LISTED ENTRIES Block Start

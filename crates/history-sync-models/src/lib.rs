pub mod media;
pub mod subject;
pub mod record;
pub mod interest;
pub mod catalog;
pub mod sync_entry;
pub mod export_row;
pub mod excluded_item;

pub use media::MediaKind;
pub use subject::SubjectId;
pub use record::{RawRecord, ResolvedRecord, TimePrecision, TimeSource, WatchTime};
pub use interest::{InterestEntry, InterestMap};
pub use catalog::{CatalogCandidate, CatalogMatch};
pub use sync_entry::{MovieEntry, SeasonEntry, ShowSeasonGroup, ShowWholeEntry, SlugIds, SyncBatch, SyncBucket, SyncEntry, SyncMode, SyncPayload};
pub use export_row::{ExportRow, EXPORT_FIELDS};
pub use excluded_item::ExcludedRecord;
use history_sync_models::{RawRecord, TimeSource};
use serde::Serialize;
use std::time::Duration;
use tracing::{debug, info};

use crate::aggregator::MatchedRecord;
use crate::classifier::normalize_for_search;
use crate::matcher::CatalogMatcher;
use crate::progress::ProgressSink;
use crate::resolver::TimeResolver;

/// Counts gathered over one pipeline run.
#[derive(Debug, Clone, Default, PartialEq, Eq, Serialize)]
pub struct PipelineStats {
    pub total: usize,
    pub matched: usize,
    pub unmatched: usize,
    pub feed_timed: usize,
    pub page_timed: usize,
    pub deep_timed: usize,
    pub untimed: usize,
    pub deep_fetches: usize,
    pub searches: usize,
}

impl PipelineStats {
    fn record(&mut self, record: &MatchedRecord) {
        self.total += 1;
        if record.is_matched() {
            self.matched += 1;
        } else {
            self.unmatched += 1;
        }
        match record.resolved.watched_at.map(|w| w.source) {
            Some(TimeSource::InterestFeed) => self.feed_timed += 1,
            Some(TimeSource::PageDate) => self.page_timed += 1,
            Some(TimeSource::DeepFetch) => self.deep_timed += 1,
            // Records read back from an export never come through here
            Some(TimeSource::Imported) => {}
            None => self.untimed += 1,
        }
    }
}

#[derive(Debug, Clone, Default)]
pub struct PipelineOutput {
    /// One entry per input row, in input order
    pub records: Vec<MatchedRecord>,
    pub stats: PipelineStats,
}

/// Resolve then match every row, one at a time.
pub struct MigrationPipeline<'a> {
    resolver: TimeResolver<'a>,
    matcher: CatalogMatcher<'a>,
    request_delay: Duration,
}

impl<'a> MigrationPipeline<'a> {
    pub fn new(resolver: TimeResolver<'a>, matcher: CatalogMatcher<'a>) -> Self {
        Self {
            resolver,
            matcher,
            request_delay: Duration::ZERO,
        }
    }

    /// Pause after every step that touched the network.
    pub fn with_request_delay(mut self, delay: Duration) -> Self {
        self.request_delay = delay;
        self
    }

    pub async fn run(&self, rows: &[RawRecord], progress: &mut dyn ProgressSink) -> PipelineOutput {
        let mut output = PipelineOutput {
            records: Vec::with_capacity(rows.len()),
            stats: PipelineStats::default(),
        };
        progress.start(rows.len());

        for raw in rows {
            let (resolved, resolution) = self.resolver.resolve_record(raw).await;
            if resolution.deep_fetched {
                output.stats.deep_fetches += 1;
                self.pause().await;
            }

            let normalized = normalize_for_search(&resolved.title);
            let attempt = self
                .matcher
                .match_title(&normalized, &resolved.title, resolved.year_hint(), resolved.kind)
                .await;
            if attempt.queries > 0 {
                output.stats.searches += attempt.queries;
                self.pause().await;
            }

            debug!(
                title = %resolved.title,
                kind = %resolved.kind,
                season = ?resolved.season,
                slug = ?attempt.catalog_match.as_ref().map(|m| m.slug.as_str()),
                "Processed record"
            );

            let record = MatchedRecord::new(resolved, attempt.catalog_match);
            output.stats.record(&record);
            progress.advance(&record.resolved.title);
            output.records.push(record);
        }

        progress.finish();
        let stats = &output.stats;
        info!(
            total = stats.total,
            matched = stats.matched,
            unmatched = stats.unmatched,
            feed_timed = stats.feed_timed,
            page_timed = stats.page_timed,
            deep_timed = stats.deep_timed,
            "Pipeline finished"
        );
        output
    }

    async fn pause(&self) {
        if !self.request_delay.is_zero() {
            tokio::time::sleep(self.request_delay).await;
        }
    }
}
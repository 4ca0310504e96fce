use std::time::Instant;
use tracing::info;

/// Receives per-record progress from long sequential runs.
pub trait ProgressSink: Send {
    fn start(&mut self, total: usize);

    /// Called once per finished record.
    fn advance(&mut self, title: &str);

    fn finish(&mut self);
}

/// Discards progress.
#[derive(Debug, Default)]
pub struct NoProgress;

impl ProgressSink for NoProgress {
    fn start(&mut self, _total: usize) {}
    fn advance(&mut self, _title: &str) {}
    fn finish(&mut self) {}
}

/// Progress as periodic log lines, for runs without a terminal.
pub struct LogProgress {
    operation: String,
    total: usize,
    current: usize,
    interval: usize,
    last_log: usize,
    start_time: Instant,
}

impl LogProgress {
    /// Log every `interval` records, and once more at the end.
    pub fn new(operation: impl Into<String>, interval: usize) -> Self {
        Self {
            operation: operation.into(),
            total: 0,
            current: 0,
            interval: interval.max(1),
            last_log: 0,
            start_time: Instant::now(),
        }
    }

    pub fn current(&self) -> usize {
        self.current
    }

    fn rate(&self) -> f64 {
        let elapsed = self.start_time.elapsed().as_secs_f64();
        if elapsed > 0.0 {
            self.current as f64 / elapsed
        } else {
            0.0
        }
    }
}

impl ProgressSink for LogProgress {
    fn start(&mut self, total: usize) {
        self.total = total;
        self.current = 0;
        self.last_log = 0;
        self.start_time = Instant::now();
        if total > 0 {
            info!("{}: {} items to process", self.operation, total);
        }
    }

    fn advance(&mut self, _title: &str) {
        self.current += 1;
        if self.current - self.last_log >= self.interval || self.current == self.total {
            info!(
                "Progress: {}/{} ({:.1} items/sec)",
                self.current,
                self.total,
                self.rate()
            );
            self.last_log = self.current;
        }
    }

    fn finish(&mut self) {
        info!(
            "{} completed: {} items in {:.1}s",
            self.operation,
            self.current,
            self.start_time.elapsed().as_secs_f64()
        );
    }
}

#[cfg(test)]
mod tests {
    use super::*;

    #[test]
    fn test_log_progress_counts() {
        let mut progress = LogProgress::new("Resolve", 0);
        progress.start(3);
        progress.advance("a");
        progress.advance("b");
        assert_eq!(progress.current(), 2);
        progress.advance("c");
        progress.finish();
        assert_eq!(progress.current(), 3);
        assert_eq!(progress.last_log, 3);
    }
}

LISTED ENTRIES Block End

• [ASSIGNMENT]
What's wanted is a faithful copy of each entry above.

• [WRITTEN ANSWER]
filename crates/history-sync-models/src/lib.rs
pub mod media;
pub mod subject;
pub mod record;
pub mod interest;
pub mod catalog;
pub mod sync_entry;
pub mod export_row;
pub mod excluded_item;

pub use media::MediaKind;
pub use subject::SubjectId;
pub use record::{RawRecord, ResolvedRecord, TimePrecision, TimeSource, WatchTime};
pub use interest::{InterestEntry, InterestMap};
pub use catalog::{CatalogCandidate, CatalogMatch};
pub use sync_entry::{MovieEntry, SeasonEntry, ShowSeasonGroup, ShowWholeEntry, SlugIds, SyncBatch, SyncBucket, SyncEntry, SyncMode, SyncPayload};
pub use export_row::{ExportRow, EXPORT_FIELDS};
pub use excluded_item::ExcludedRecord;
use history_sync_models::{RawRecord, TimeSource};
use serde::Serialize;
use std::time::Duration;
use tracing::{debug, info};

use crate::aggregator::MatchedRecord;
use crate::classifier::normalize_for_search;
use crate::matcher::CatalogMatcher;
use crate::progress::ProgressSink;
use crate::resolver::TimeResolver;

/// Counts gathered over one pipeline run.
#[derive(Debug, Clone, Default, PartialEq, Eq, Serialize)]
pub struct PipelineStats {
    pub total: usize,
    pub matched: usize,
    pub unmatched: usize,
    pub feed_timed: usize,
    pub page_timed: usize,
    pub deep_timed: usize,
    pub untimed: usize,
    pub deep_fetches: usize,
    pub searches: usize,
}

impl PipelineStats {
    fn record(&mut self, record: &MatchedRecord) {
        self.total += 1;
        if record.is_matched() {
            self.matched += 1;
        } else {
            self.unmatched += 1;
        }
        match record.resolved.watched_at.map(|w| w.source) {
            Some(TimeSource::InterestFeed) => self.feed_timed += 1,
            Some(TimeSource::PageDate) => self.page_timed += 1,
            Some(TimeSource::DeepFetch) => self.deep_timed += 1,
            // Records read back from an export never come through here
            Some(TimeSource::Imported) => {}
            None => self.untimed += 1,
        }
    }
}

#[derive(Debug, Clone, Default)]
pub struct PipelineOutput {
    /// One entry per input row, in input order
    pub records: Vec<MatchedRecord>,
    pub stats: PipelineStats,
}

/// Resolve then match every row, one at a time.
pub struct MigrationPipeline<'a> {
    resolver: TimeResolver<'a>,
    matcher: CatalogMatcher<'a>,
    request_delay: Duration,
}

impl<'a> MigrationPipeline<'a> {
    pub fn new(resolver: TimeResolver<'a>, matcher: CatalogMatcher<'a>) -> Self {
        Self {
            resolver,
            matcher,
            request_delay: Duration::ZERO,
        }
    }

    /// Pause after every step that touched the network.
    pub fn with_request_delay(mut self, delay: Duration) -> Self {
        self.request_delay = delay;
        self
    }

    pub async fn run(&self, rows: &[RawRecord], progress: &mut dyn ProgressSink) -> PipelineOutput {
        let mut output = PipelineOutput {
            records: Vec::with_capacity(rows.len()),
            stats: PipelineStats::default(),
        };
        progress.start(rows.len());

        for raw in rows {
            let (resolved, resolution) = self.resolver.resolve_record(raw).await;
            if resolution.deep_fetched {
                output.stats.deep_fetches += 1;
                self.pause().await;
            }

            let normalized = normalize_for_search(&resolved.title);
            let attempt = self
                .matcher
                .match_title(&normalized, &resolved.title, resolved.year_hint(), resolved.kind)
                .await;
            if attempt.queries > 0 {
                output.stats.searches += attempt.queries;
                self.pause().await;
            }

            debug!(
                title = %resolved.title,
                kind = %resolved.kind,
                season = ?resolved.season,
                slug = ?attempt.catalog_match.as_ref().map(|m| m.slug.as_str()),
                "Processed record"
            );

            let record = MatchedRecord::new(resolved, attempt.catalog_match);
            output.stats.record(&record);
            progress.advance(&record.resolved.title);
            output.records.push(record);
        }

        progress.finish();
        let stats = &output.stats;
        info!(
            total = stats.total,
            matched = stats.matched,
            unmatched = stats.unmatched,
            feed_timed = stats.feed_timed,
            page_timed = stats.page_timed,
            deep_timed = stats.deep_timed,
            "Pipeline finished"
        );
        output
    }

    async fn pause(&self) {
        if !self.request_delay.is_zero() {
            tokio::time::sleep(self.request_delay).await;
        }
    }
}
repository 4ca0310504e96fce
use std::time::Instant;
use tracing::info;

/// Receives per-record progress from long sequential runs.
pub trait ProgressSink: Send {
    fn start(&mut self, total: usize);

    /// Called once per finished record.
    fn advance(&mut self, title: &str);

    fn finish(&mut self);
}

/// Discards progress.
#[derive(Debug, Default)]
pub struct NoProgress;

impl ProgressSink for NoProgress {
    fn start(&mut self, _total: usize) {}
    fn advance(&mut self, _title: &str) {}
    fn finish(&mut self) {}
}

/// Progress as periodic log lines, for runs without a terminal.
pub struct LogProgress {
    operation: String,
    total: usize,
    current: usize,
    interval: usize,
    last_log: usize,
    start_time: Instant,
}

impl LogProgress {
    /// Log every `interval` records, and once more at the end.
    pub fn new(operation: impl Into<String>, interval: usize) -> Self {
        Self {
            operation: operation.into(),
            total: 0,
            current: 0,
            interval: interval.max(1),
            last_log: 0,
            start_time: Instant::now(),
        }
    }

    pub fn current(&self) -> usize {
        self.current
    }

    fn rate(&self) -> f64 {
        let elapsed = self.start_time.elapsed().as_secs_f64();
        if elapsed > 0.0 {
            self.current as f64 / elapsed
        } else {
            0.0
        }
    }
}

impl ProgressSink for LogProgress {
    fn start(&mut self, total: usize) {
        self.total = total;
        self.current = 0;
        self.last_log = 0;
        self.start_time = Instant::now();
        if total > 0 {
            info!("{}: {} items to process", self.operation, total);
        }
    }

    fn advance(&mut self, _title: &str) {
        self.current += 1;
        if self.current - self.last_log >= self.interval || self.current == self.total {
            info!(
                "Progress: {}/{} ({:.1} items/sec)",
                self.current,
                self.total,
                self.rate()
            );
            self.last_log = self.current;
        }
    }

    fn finish(&mut self) {
        info!(
            "{} completed: {} items in {:.1}s",
            self.operation,
            self.current,
            self.start_time.elapsed().as_secs_f64()
        );
    }
}

#[cfg(test)]
mod tests {
    use super::*;

    #[test]
    fn test_log_progress_counts() {
        let mut progress = LogProgress::new("Resolve", 0);
        progress.start(3);
        progress.advance("a");
        progress.advance("b");
        assert_eq!(progress.current(), 2);
        progress.advance("c");
        progress.finish();
        assert_eq!(progress.current(), 3);
        assert_eq!(progress.last_log, 3);
    }
}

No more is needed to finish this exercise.